ABUYA NASIR WALY merupakan ulama
kharismatik yang dikenal lemah lembut dan teratur susunan katanya. Namanya
Teungku Muhammad Nasir Waly anak dari Abuya Syekh Muda Waly al-Khalidy dari
Ummi Manggeng.
Mengawali pendidikannya Abu Nasir Waly belajar di Dayah Darussalam Labuhan
Haji kepada murid-murid Abuya Muda Waly terutama kepada abangnya Abuya
Muhibbudin Waly karena saat Syekh Muda Waly wafat beliau masih dalam usia
sembilan tahun, saat Abuya meninggal di tahun 1961. Selain belajar di
Darussalam, beliau juga disebutkan belajar di Dayah Peulumat. Namun secara
pasti beliau diajarkan dasar-dasar keilmuan, dan senantiasa didoakan oleh
ayahnya yang juga ulama besar Aceh.
Setelah beberapa tahun beliau belajar di Darussalam, kemudian Abuya Nasir
melanjutkan pengajiannya ke Dayah MUDIMESRA Samalanga kepada murid ayahnya Abu
Abdul Aziz atau Abon Samalanga yang pernah belajar langsung pada Abuya Muda
Waly al-Khalidy di Bustanul Muhaqiqin Darussalam Labuhan Haji.
Di Samalanga sekelas dengan Abu Mudi, Waled Nuruzzahri,Teungku Ahmad Dewi
dan ulama lainnya.
Sedangkan guru mereka adalah Abu Panton, Abu Lueng Angen dan para ulama
lainnya. Hal ini diceritkan oleh salah anak beliau.
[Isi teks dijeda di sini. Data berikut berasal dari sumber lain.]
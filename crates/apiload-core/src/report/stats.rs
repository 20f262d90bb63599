//! Summary extraction from a locust-format `*_stats.csv`.

use std::path::Path;

use serde::{Deserialize, Deserializer};

use super::{failure_rate, StatSummary, AGGREGATE_ROW_NAME};
use crate::error::ExtractError;

#[derive(Debug, Deserialize)]
struct StatsCsvRow {
    #[serde(rename = "Name")]
    name: String,
    #[serde(rename = "Request Count")]
    request_count: u64,
    #[serde(rename = "Failure Count")]
    failure_count: u64,
    #[serde(rename = "Average Response Time")]
    average: f64,
    #[serde(rename = "Median Response Time")]
    median: f64,
    #[serde(rename = "Min Response Time")]
    min: f64,
    #[serde(rename = "Max Response Time")]
    max: f64,
    #[serde(rename = "Requests/s")]
    requests_per_second: f64,
    #[serde(rename = "90%", deserialize_with = "percentile_cell")]
    p90: f64,
    #[serde(rename = "95%", deserialize_with = "percentile_cell")]
    p95: f64,
    #[serde(rename = "99%", deserialize_with = "percentile_cell")]
    p99: f64,
}

/// Locust writes `N/A` for percentiles of endpoints that saw no samples.
fn percentile_cell<'de, D>(deserializer: D) -> Result<f64, D::Error>
where
    D: Deserializer<'de>,
{
    let raw = String::deserialize(deserializer)?;
    let raw = raw.trim();
    if raw.eq_ignore_ascii_case("N/A") {
        return Ok(0.0);
    }
    raw.parse::<f64>().map_err(serde::de::Error::custom)
}

/// Read the first non-aggregate row of a stats file.
pub fn read_stat_summary(path: impl AsRef<Path>) -> Result<StatSummary, ExtractError> {
    let path = path.as_ref();
    if !path.exists() {
        return Err(ExtractError::MissingFile(path.to_path_buf()));
    }

    let mut reader = csv::Reader::from_path(path).map_err(|e| ExtractError::parse(path, e))?;
    let headers = reader
        .headers()
        .map_err(|e| ExtractError::parse(path, e))?
        .clone();
    let name_idx = headers
        .iter()
        .position(|h| h == "Name")
        .ok_or_else(|| ExtractError::parse(path, "missing column `Name`"))?;

    for record in reader.records() {
        let record = record.map_err(|e| ExtractError::parse(path, e))?;
        if record.get(name_idx) == Some(AGGREGATE_ROW_NAME) {
            continue;
        }

        let row: StatsCsvRow = record
            .deserialize(Some(&headers))
            .map_err(|e| ExtractError::parse(path, e))?;
        return summary_from_row(path, row);
    }

    Err(ExtractError::NoDataRow(path.to_path_buf()))
}

fn summary_from_row(path: &Path, row: StatsCsvRow) -> Result<StatSummary, ExtractError> {
    if row.failure_count > row.request_count {
        return Err(ExtractError::parse(
            path,
            format!(
                "failure count {} exceeds request count {}",
                row.failure_count, row.request_count
            ),
        ));
    }

    Ok(StatSummary {
        failure_rate: failure_rate(row.request_count, row.failure_count),
        endpoint: row.name,
        requests: row.request_count,
        failures: row.failure_count,
        avg_response_time: row.average,
        median_response_time: row.median,
        min_response_time: row.min,
        max_response_time: row.max,
        requests_per_second: row.requests_per_second,
        percentile_90: row.p90,
        percentile_95: row.p95,
        percentile_99: row.p99,
    })
}
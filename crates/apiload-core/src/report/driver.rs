use std::io::Write;
use std::path::{Path, PathBuf};

use super::history::read_history;
use super::plot::plot_comparison;
use super::render::{ComparisonReport, SystemLabels};
use super::stats::read_stat_summary;
use super::{HistorySeries, StatSummary};
use crate::error::{ApiloadError, ExtractError};

/// One of the two compared systems: how to name it in output and which
/// files belong to it.
#[derive(Debug, Clone, PartialEq, Eq)]
pub struct SystemSpec {
    pub label: String,
    /// Prefix of `<stem>_stats.csv` / `<stem>_stats_history.csv`.
    pub file_stem: String,
}

impl SystemSpec {
    pub fn new(label: impl Into<String>, file_stem: impl Into<String>) -> Self {
        Self {
            label: label.into(),
            file_stem: file_stem.into(),
        }
    }

    pub fn stats_path(&self, dir: &Path) -> PathBuf {
        dir.join(format!("{}_stats.csv", self.file_stem))
    }

    pub fn history_path(&self, dir: &Path) -> PathBuf {
        dir.join(format!("{}_stats_history.csv", self.file_stem))
    }
}

#[derive(Debug, Clone)]
pub struct AnalysisConfig {
    pub reports_dir: PathBuf,
    pub left: SystemSpec,
    pub right: SystemSpec,
    /// Chart file name, relative to `reports_dir`.
    pub plot_file: PathBuf,
}

impl Default for AnalysisConfig {
    fn default() -> Self {
        Self {
            reports_dir: PathBuf::from("reports"),
            left: SystemSpec::new("OpenAI", "openai"),
            right: SystemSpec::new("Hugging Face", "huggingface"),
            plot_file: PathBuf::from("performance_comparison.png"),
        }
    }
}

impl AnalysisConfig {
    pub fn labels(&self) -> SystemLabels {
        SystemLabels::new(self.left.label.clone(), self.right.label.clone())
    }

    pub fn plot_path(&self) -> PathBuf {
        self.reports_dir.join(&self.plot_file)
    }
}

/// What a run of the analysis produced.
#[derive(Debug, Clone, Default)]
pub struct AnalysisOutcome {
    pub report: Option<ComparisonReport>,
    pub plot: Option<PathBuf>,
}

/// Compare both systems' reports: text to `out`, chart to the plot path.
///
/// A missing reports directory is the only fatal condition; a missing or
/// malformed input file is logged and leaves the corresponding output out.
pub fn run_analysis<W: Write>(
    config: &AnalysisConfig,
    out: &mut W,
) -> Result<AnalysisOutcome, ApiloadError> {
    let dir = &config.reports_dir;
    if !dir.is_dir() {
        return Err(ApiloadError::MissingDirectory(dir.clone()));
    }

    let labels = config.labels();
    let left_summary = summary_or_log(&config.left, dir);
    let right_summary = summary_or_log(&config.right, dir);

    let mut outcome = AnalysisOutcome::default();
    if let (Some(left), Some(right)) = (left_summary, right_summary) {
        let report = ComparisonReport::new(labels.clone(), left, right);
        report.write_to(out)?;
        outcome.report = Some(report);
    } else {
        tracing::error!("Missing summary data; skipping comparison report");
    }

    let left_history = history_or_log(&config.left, dir);
    let right_history = history_or_log(&config.right, dir);

    outcome.plot = plot_comparison(
        left_history.as_ref(),
        right_history.as_ref(),
        &labels,
        config.plot_path(),
    )?;
    if let Some(path) = &outcome.plot {
        writeln!(out, "\nPlot saved to {}", path.display())?;
    }

    Ok(outcome)
}

fn summary_or_log(system: &SystemSpec, dir: &Path) -> Option<StatSummary> {
    log_absent(&system.label, read_stat_summary(system.stats_path(dir)))
}

fn history_or_log(system: &SystemSpec, dir: &Path) -> Option<HistorySeries> {
    log_absent(&system.label, read_history(system.history_path(dir)))
}

fn log_absent<T>(label: &str, result: Result<T, ExtractError>) -> Option<T> {
    match result {
        Ok(value) => Some(value),
        Err(err) => {
            tracing::error!(system = label, "{err}");
            None
        }
    }
}
//! Two-panel time-series chart: average response time and requests/s for
//! both systems over a shared time axis.

use std::path::{Path, PathBuf};
use std::sync::OnceLock;

use chrono::{DateTime, Utc};
use plotters::coord::Shift;
use plotters::prelude::*;
use plotters::style::register_font;

use super::render::SystemLabels;
use super::{HistoryPoint, HistorySeries};
use crate::error::ApiloadError;

const CANVAS: (u32, u32) = (1000, 1200);
const FONT_FAMILY: &str = "sans-serif";
const FONT_BYTES: &[u8] = include_bytes!("../../assets/DejaVuSans.ttf");
const LEFT_COLOR: RGBColor = BLUE;
const RIGHT_COLOR: RGBColor = RED;

struct Panel {
    title: &'static str,
    y_desc: &'static str,
    value: fn(&HistoryPoint) -> f64,
}

const PANELS: [Panel; 2] = [
    Panel {
        title: "Average Response Time Over Time",
        y_desc: "Response Time (ms)",
        value: avg_response_time,
    },
    Panel {
        title: "Requests per Second Over Time",
        y_desc: "Requests/s",
        value: requests_per_second,
    },
];

fn avg_response_time(p: &HistoryPoint) -> f64 {
    p.total_avg_response_time
}

fn requests_per_second(p: &HistoryPoint) -> f64 {
    p.requests_per_second
}

/// Render both series to `path`.
///
/// Returns `Ok(None)` when either series is absent. Files ending in `.svg`
/// are written as SVG; anything else is encoded as PNG.
pub fn plot_comparison(
    left: Option<&HistorySeries>,
    right: Option<&HistorySeries>,
    labels: &SystemLabels,
    path: impl AsRef<Path>,
) -> Result<Option<PathBuf>, ApiloadError> {
    let (Some(left), Some(right)) = (left, right) else {
        tracing::error!("Missing history data for plotting");
        return Ok(None);
    };
    let path = path.as_ref();
    ensure_font()?;
    let axis = TimeAxis::spanning(left, right);

    let is_svg = path
        .extension()
        .is_some_and(|ext| ext.eq_ignore_ascii_case("svg"));
    let drawn = if is_svg {
        let root = SVGBackend::new(path, CANVAS).into_drawing_area();
        draw_panels(&root, left, right, labels, &axis).map_err(|e| e.to_string())
    } else {
        let root = BitMapBackend::new(path, CANVAS).into_drawing_area();
        draw_panels(&root, left, right, labels, &axis).map_err(|e| e.to_string())
    };
    drawn.map_err(|e| ApiloadError::Plot(format!("{}: {e}", path.display())))?;

    tracing::debug!("wrote comparison chart to {}", path.display());
    Ok(Some(path.to_path_buf()))
}

/// Text layout and rasterisation need a registered face; the bundled one is
/// installed under the family name every chart element uses.
fn ensure_font() -> Result<(), ApiloadError> {
    static REGISTERED: OnceLock<bool> = OnceLock::new();
    let registered = *REGISTERED
        .get_or_init(|| register_font(FONT_FAMILY, FontStyle::Normal, FONT_BYTES).is_ok());
    if registered {
        Ok(())
    } else {
        Err(ApiloadError::Plot("bundled chart font could not be loaded".to_string()))
    }
}

/// Maps timestamps onto seconds since the earliest bucket of either series.
struct TimeAxis {
    origin: DateTime<Utc>,
    span: f64,
}

impl TimeAxis {
    fn spanning(left: &HistorySeries, right: &HistorySeries) -> Self {
        let stamps = || left.iter().chain(right.iter()).map(|p| p.timestamp);
        let origin = stamps().min().unwrap_or_else(Utc::now);
        let end = stamps().max().unwrap_or(origin);
        let span = (end - origin).num_milliseconds() as f64 / 1000.0;
        Self {
            origin,
            span: if span > 0.0 { span } else { 1.0 },
        }
    }

    fn offset(&self, ts: DateTime<Utc>) -> f64 {
        (ts - self.origin).num_milliseconds() as f64 / 1000.0
    }

    fn label(&self, secs: f64) -> String {
        let ts = self.origin + chrono::Duration::milliseconds((secs * 1000.0) as i64);
        ts.format("%H:%M:%S").to_string()
    }
}

fn draw_panels<DB: DrawingBackend>(
    root: &DrawingArea<DB, Shift>,
    left: &HistorySeries,
    right: &HistorySeries,
    labels: &SystemLabels,
    axis: &TimeAxis,
) -> Result<(), DrawingAreaErrorKind<DB::ErrorType>> {
    root.fill(&WHITE)?;
    let areas = root.split_evenly((PANELS.len(), 1));

    for (area, panel) in areas.iter().zip(PANELS.iter()) {
        let y_max = left
            .iter()
            .chain(right.iter())
            .map(panel.value)
            .fold(0.0_f64, f64::max);
        let y_max = if y_max > 0.0 { y_max * 1.1 } else { 1.0 };

        let mut chart = ChartBuilder::on(area)
            .caption(panel.title, (FONT_FAMILY, 24))
            .margin(15)
            .x_label_area_size(40)
            .y_label_area_size(70)
            .build_cartesian_2d(0.0..axis.span, 0.0..y_max)?;

        chart
            .configure_mesh()
            .x_desc("Time")
            .y_desc(panel.y_desc)
            .x_label_formatter(&|secs: &f64| axis.label(*secs))
            .draw()?;

        for (series, name, color) in [
            (left, labels.left.as_str(), LEFT_COLOR),
            (right, labels.right.as_str(), RIGHT_COLOR),
        ] {
            let points = series.iter().map(|p| (axis.offset(p.timestamp), (panel.value)(p)));
            chart
                .draw_series(LineSeries::new(points, color.stroke_width(2)))?
                .label(name)
                .legend(move |(x, y)| PathElement::new(vec![(x, y), (x + 20, y)], color));
        }

        chart
            .configure_series_labels()
            .background_style(WHITE.mix(0.8))
            .border_style(BLACK)
            .draw()?;
    }

    root.present()?;
    Ok(())
}

#[cfg(test)]
mod tests {
    use super::*;

    fn series(start: i64, values: &[(f64, f64)]) -> HistorySeries {
        values
            .iter()
            .enumerate()
            .map(|(i, &(avg, rps))| HistoryPoint {
                timestamp: DateTime::from_timestamp(start + i as i64, 0).unwrap(),
                total_avg_response_time: avg,
                requests_per_second: rps,
            })
            .collect()
    }

    fn labels() -> SystemLabels {
        SystemLabels::new("OpenAI", "Hugging Face")
    }

    #[test]
    fn absent_series_is_a_no_op() {
        let dir = tempfile::tempdir().unwrap();
        let path = dir.path().join("chart.png");
        let s = series(0, &[(1.0, 1.0)]);
        assert!(plot_comparison(None, Some(&s), &labels(), &path).unwrap().is_none());
        assert!(plot_comparison(Some(&s), None, &labels(), &path).unwrap().is_none());
        assert!(!path.exists());
    }

    #[test]
    fn writes_svg_with_titles_and_legend() {
        let dir = tempfile::tempdir().unwrap();
        let path = dir.path().join("performance_comparison.svg");
        let left = series(1_700_000_000, &[(120.0, 2.0), (130.0, 3.0), (125.0, 2.5)]);
        let right = series(1_700_000_001, &[(300.0, 1.0), (280.0, 1.5)]);

        let written = plot_comparison(Some(&left), Some(&right), &labels(), &path)
            .unwrap()
            .expect("chart path");
        assert_eq!(written, path);

        let svg = std::fs::read_to_string(&path).unwrap();
        assert!(svg.contains("Average Response Time Over Time"));
        assert!(svg.contains("Requests per Second Over Time"));
        assert!(svg.contains("Hugging Face"));
    }

    #[test]
    fn writes_png_for_other_extensions() {
        let dir = tempfile::tempdir().unwrap();
        let path = dir.path().join("performance_comparison.png");
        let left = series(10, &[(100.0, 1.0), (110.0, 2.0)]);
        let right = series(10, &[(90.0, 1.0)]);
        plot_comparison(Some(&left), Some(&right), &labels(), &path).unwrap();

        let bytes = std::fs::read(&path).unwrap();
        assert_eq!(&bytes[..8], b"\x89PNG\r\n\x1a\n");
    }

    #[test]
    fn empty_series_still_render() {
        let dir = tempfile::tempdir().unwrap();
        let path = dir.path().join("empty.svg");
        let empty = HistorySeries::new();
        assert!(plot_comparison(Some(&empty), Some(&empty), &labels(), &path)
            .unwrap()
            .is_some());
    }

    #[test]
    fn missing_output_directory_is_plot_error() {
        let dir = tempfile::tempdir().unwrap();
        let path = dir.path().join("no-such-dir").join("chart.png");
        let s = series(0, &[(1.0, 1.0)]);
        let err = plot_comparison(Some(&s), Some(&s), &labels(), &path).unwrap_err();
        assert!(matches!(err, ApiloadError::Plot(_)));
    }

    #[test]
    fn bundled_font_lays_out_text() {
        ensure_font().unwrap();
        let (w, h) = (FONT_FAMILY, 24).into_font().box_size("Requests/s").unwrap();
        assert!(w > 0 && h > 0);
    }

    #[test]
    fn time_axis_starts_at_earliest_bucket() {
        let left = series(100, &[(1.0, 1.0), (1.0, 1.0)]);
        let right = series(95, &[(1.0, 1.0)]);
        let axis = TimeAxis::spanning(&left, &right);
        assert_eq!(axis.offset(DateTime::from_timestamp(95, 0).unwrap()), 0.0);
        assert_eq!(axis.span, 6.0);
    }

    #[test]
    fn single_instant_gets_nonzero_span() {
        let s = series(5, &[(1.0, 1.0)]);
        let axis = TimeAxis::spanning(&s, &s);
        assert_eq!(axis.span, 1.0);
    }
}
Setelah menjadi alim, Abuya Nasir Waly kemudian melanjutkan pendalaman
ilmunya ke Madinah, Arab Saudi, sehingga beliau sering juga disebut dengan Abu
Madinah, selain yang paling melekat dengan sebutan Abu Madinah adalah Abu
Muhammad Ismi Cot Keue’eung lulusan Darussalam Labuhan Haji murid dari Abu Syam
Marfaly dan Abon Kota Fajar.
Selama di Madinah, Abu Nasir Waly belajar dengan tekun sehingga beliau
berhasil menyelesaikan pendidikannya di Madinah dan kemudian pulang kembali ke
Labuhan Haji untuk mengabdikan ilmunya.
Pada masa kepemimpinan Abuya Nasir Waly banyak gebrakan yang beliau lakukan
untuk kemajuan Dayah Labuhan Haji, sehingga santripun meningkat datang dari
berbagai daerah di Aceh bahkan dari provinsi lainnya. Selesai periode
kepemimpinan di Dayah Darussalam Labuhan Haji, kemudian beliau mendirikan
sebuah Dayah di Meulaboh yang disebut dengan Dayah Serambi Mekkah.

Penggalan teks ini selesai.